Start of Supplied data

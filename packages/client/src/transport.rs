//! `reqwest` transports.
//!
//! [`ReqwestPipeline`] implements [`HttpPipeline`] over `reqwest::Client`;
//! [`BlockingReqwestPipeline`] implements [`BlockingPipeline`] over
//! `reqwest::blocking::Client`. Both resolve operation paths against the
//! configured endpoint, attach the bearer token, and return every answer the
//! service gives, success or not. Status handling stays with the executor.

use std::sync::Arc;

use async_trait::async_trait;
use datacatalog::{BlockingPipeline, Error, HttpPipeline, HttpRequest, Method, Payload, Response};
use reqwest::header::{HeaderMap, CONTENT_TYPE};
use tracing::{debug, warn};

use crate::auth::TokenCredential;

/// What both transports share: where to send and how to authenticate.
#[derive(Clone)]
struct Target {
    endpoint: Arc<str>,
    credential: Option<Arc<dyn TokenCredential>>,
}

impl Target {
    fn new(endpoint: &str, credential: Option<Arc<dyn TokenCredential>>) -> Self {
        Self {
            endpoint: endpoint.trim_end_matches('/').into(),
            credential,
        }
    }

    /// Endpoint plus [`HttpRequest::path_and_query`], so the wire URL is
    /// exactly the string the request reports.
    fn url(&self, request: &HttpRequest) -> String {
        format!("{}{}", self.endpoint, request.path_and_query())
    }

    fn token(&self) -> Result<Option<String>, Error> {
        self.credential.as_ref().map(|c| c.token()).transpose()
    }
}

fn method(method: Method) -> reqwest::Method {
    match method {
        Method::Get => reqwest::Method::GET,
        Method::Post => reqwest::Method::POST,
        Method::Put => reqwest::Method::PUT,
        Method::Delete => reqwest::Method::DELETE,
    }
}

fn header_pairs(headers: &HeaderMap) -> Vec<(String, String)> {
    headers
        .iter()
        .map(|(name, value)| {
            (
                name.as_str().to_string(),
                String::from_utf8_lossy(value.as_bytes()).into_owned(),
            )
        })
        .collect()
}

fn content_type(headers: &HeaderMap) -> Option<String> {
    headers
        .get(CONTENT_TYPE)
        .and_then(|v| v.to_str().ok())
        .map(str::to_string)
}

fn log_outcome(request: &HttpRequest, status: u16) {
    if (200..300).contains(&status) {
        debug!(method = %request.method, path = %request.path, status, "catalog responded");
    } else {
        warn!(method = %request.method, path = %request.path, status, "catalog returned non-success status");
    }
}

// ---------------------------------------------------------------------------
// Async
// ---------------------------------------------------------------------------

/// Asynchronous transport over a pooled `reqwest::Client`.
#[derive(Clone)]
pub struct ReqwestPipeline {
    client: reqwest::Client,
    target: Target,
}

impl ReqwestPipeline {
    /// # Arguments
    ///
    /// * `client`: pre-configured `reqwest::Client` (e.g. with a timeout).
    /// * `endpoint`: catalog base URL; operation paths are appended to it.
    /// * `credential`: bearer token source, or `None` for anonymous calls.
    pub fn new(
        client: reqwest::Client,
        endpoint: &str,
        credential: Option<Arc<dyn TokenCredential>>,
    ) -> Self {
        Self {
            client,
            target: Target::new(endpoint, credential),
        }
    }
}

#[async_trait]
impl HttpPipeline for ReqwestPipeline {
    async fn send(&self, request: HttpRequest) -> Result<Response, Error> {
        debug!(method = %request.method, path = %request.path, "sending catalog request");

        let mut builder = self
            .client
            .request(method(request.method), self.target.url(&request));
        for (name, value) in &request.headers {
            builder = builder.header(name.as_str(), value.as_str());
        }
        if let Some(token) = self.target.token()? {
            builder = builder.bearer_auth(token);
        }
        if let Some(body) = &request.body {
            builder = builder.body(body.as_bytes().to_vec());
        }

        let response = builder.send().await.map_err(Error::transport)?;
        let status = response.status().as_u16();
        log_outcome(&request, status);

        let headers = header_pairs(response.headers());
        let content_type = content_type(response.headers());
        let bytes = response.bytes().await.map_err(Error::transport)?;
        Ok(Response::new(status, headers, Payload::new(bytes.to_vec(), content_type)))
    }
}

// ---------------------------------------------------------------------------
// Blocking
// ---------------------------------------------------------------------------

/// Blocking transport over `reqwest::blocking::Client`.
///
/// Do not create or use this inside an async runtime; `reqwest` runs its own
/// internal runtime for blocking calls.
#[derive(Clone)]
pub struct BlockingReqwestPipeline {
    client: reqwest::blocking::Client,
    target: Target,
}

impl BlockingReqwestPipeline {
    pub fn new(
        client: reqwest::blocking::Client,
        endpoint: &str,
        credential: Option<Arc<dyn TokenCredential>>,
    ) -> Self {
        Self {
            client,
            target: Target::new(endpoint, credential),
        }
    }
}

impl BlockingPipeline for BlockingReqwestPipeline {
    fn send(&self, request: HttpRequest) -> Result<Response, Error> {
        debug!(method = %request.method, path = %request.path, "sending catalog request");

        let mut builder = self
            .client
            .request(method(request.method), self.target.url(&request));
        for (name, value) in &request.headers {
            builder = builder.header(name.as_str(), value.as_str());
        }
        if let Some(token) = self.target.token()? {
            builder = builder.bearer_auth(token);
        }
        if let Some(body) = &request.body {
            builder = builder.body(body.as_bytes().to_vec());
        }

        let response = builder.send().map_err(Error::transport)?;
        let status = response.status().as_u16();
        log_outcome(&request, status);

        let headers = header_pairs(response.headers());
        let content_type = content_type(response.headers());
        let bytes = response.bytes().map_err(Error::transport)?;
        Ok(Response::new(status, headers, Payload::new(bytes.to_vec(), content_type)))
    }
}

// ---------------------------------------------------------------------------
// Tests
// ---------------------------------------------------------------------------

End of Supplied data

Task item: From the records above, extract each line exactly as shown.

Completed exercise:
filename packages/client/src/transport.rs
//! `reqwest` transports.
//!
//! [`ReqwestPipeline`] implements [`HttpPipeline`] over `reqwest::Client`;
//! [`BlockingReqwestPipeline`] implements [`BlockingPipeline`] over
//! `reqwest::blocking::Client`. Both resolve operation paths against the
//! configured endpoint, attach the bearer token, and return every answer the
//! service gives, success or not. Status handling stays with the executor.

use std::sync::Arc;

use async_trait::async_trait;
use datacatalog::{BlockingPipeline, Error, HttpPipeline, HttpRequest, Method, Payload, Response};
use reqwest::header::{HeaderMap, CONTENT_TYPE};
use tracing::{debug, warn};

use crate::auth::TokenCredential;

/// What both transports share: where to send and how to authenticate.
#[derive(Clone)]
struct Target {
    endpoint: Arc<str>,
    credential: Option<Arc<dyn TokenCredential>>,
}

impl Target {
    fn new(endpoint: &str, credential: Option<Arc<dyn TokenCredential>>) -> Self {
        Self {
            endpoint: endpoint.trim_end_matches('/').into(),
            credential,
        }
    }

    /// Endpoint plus [`HttpRequest::path_and_query`], so the wire URL is
    /// exactly the string the request reports.
    fn url(&self, request: &HttpRequest) -> String {
        format!("{}{}", self.endpoint, request.path_and_query())
    }

    fn token(&self) -> Result<Option<String>, Error> {
        self.credential.as_ref().map(|c| c.token()).transpose()
    }
}

fn method(method: Method) -> reqwest::Method {
    match method {
        Method::Get => reqwest::Method::GET,
        Method::Post => reqwest::Method::POST,
        Method::Put => reqwest::Method::PUT,
        Method::Delete => reqwest::Method::DELETE,
    }
}

fn header_pairs(headers: &HeaderMap) -> Vec<(String, String)> {
    headers
        .iter()
        .map(|(name, value)| {
            (
                name.as_str().to_string(),
                String::from_utf8_lossy(value.as_bytes()).into_owned(),
            )
        })
        .collect()
}

fn content_type(headers: &HeaderMap) -> Option<String> {
    headers
        .get(CONTENT_TYPE)
        .and_then(|v| v.to_str().ok())
        .map(str::to_string)
}

fn log_outcome(request: &HttpRequest, status: u16) {
    if (200..300).contains(&status) {
        debug!(method = %request.method, path = %request.path, status, "catalog responded");
    } else {
        warn!(method = %request.method, path = %request.path, status, "catalog returned non-success status");
    }
}

// ---------------------------------------------------------------------------
// Async
// ---------------------------------------------------------------------------

/// Asynchronous transport over a pooled `reqwest::Client`.
#[derive(Clone)]
pub struct ReqwestPipeline {
    client: reqwest::Client,
    target: Target,
}

impl ReqwestPipeline {
    /// # Arguments
    ///
    /// * `client`: pre-configured `reqwest::Client` (e.g. with a timeout).
    /// * `endpoint`: catalog base URL; operation paths are appended to it.
    /// * `credential`: bearer token source, or `None` for anonymous calls.
    pub fn new(
        client: reqwest::Client,
        endpoint: &str,
        credential: Option<Arc<dyn TokenCredential>>,
    ) -> Self {
        Self {
            client,
            target: Target::new(endpoint, credential),
        }
    }
}

#[async_trait]
impl HttpPipeline for ReqwestPipeline {
    async fn send(&self, request: HttpRequest) -> Result<Response, Error> {
        debug!(method = %request.method, path = %request.path, "sending catalog request");

        let mut builder = self
            .client
            .request(method(request.method), self.target.url(&request));
        for (name, value) in &request.headers {
            builder = builder.header(name.as_str(), value.as_str());
        }
        if let Some(token) = self.target.token()? {
            builder = builder.bearer_auth(token);
        }
        if let Some(body) = &request.body {
            builder = builder.body(body.as_bytes().to_vec());
        }

        let response = builder.send().await.map_err(Error::transport)?;
        let status = response.status().as_u16();
        log_outcome(&request, status);

        let headers = header_pairs(response.headers());
        let content_type = content_type(response.headers());
        let bytes = response.bytes().await.map_err(Error::transport)?;
        Ok(Response::new(status, headers, Payload::new(bytes.to_vec(), content_type)))
    }
}

// ---------------------------------------------------------------------------
// Blocking
// ---------------------------------------------------------------------------

/// Blocking transport over `reqwest::blocking::Client`.
///
/// Do not create or use this inside an async runtime; `reqwest` runs its own
/// internal runtime for blocking calls.
#[derive(Clone)]
pub struct BlockingReqwestPipeline {
    client: reqwest::blocking::Client,
    target: Target,
}

impl BlockingReqwestPipeline {
    pub fn new(
        client: reqwest::blocking::Client,
        endpoint: &str,
        credential: Option<Arc<dyn TokenCredential>>,
    ) -> Self {
        Self {
            client,
            target: Target::new(endpoint, credential),
        }
    }
}

impl BlockingPipeline for BlockingReqwestPipeline {
    fn send(&self, request: HttpRequest) -> Result<Response, Error> {
        debug!(method = %request.method, path = %request.path, "sending catalog request");

        let mut builder = self
            .client
            .request(method(request.method), self.target.url(&request));
        for (name, value) in &request.headers {
            builder = builder.header(name.as_str(), value.as_str());
        }
        if let Some(token) = self.target.token()? {
            builder = builder.bearer_auth(token);
        }
        if let Some(body) = &request.body {
            builder = builder.body(body.as_bytes().to_vec());
        }

        let response = builder.send().map_err(Error::transport)?;
        let status = response.status().as_u16();
        log_outcome(&request, status);

        let headers = header_pairs(response.headers());
        let content_type = content_type(response.headers());
        let bytes = response.bytes().map_err(Error::transport)?;
        Ok(Response::new(status, headers, Payload::new(bytes.to_vec(), content_type)))
    }
}

// ---------------------------------------------------------------------------
// Tests
// ---------------------------------------------------------------------------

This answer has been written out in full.